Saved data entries
________
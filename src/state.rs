use crate::models::GenerationResult;
use serde::Serialize;
use tokio::sync::watch;

/// Lifecycle of the most recent submission.
#[derive(Debug, Clone, PartialEq, Eq, Default, Serialize)]
#[serde(tag = "state", rename_all = "snake_case")]
pub enum RequestState {
    #[default]
    Idle,
    InFlight,
    Succeeded(GenerationResult),
    Failed,
}

impl RequestState {
    pub fn is_in_flight(&self) -> bool {
        matches!(self, RequestState::InFlight)
    }

    pub fn image_url(&self) -> Option<&str> {
        match self {
            RequestState::Succeeded(result) => Some(&result.image_url),
            _ => None,
        }
    }

    pub fn as_str(&self) -> &'static str {
        match self {
            RequestState::Idle => "idle",
            RequestState::InFlight => "in_flight",
            RequestState::Succeeded(_) => "succeeded",
            RequestState::Failed => "failed",
        }
    }
}

/// Marks a submission in flight for as long as it lives.
///
/// If dropped before `finish` (the submit future was abandoned), the state
/// falls back to `Idle` so the indicator never stays raised.
pub(crate) struct InFlightGuard<'a> {
    state: &'a watch::Sender<RequestState>,
    finished: bool,
}

impl<'a> InFlightGuard<'a> {
    pub(crate) fn begin(state: &'a watch::Sender<RequestState>) -> Self {
        state.send_replace(RequestState::InFlight);
        Self {
            state,
            finished: false,
        }
    }

    pub(crate) fn finish(mut self, outcome: RequestState) {
        self.state.send_replace(outcome);
        self.finished = true;
    }
}

impl Drop for InFlightGuard<'_> {
    fn drop(&mut self) {
        if self.finished {
            return;
        }
        self.state.send_if_modified(|state| {
            if state.is_in_flight() {
                log::warn!("Submission abandoned while in flight");
                *state = RequestState::Idle;
                true
            } else {
                false
            }
        });
    }
}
________
Copy out the lines of the records above in which the string "Sender" appears.

    state: &'a watch::Sender<RequestState>,
    pub(crate) fn begin(state: &'a watch::Sender<RequestState>) -> Self {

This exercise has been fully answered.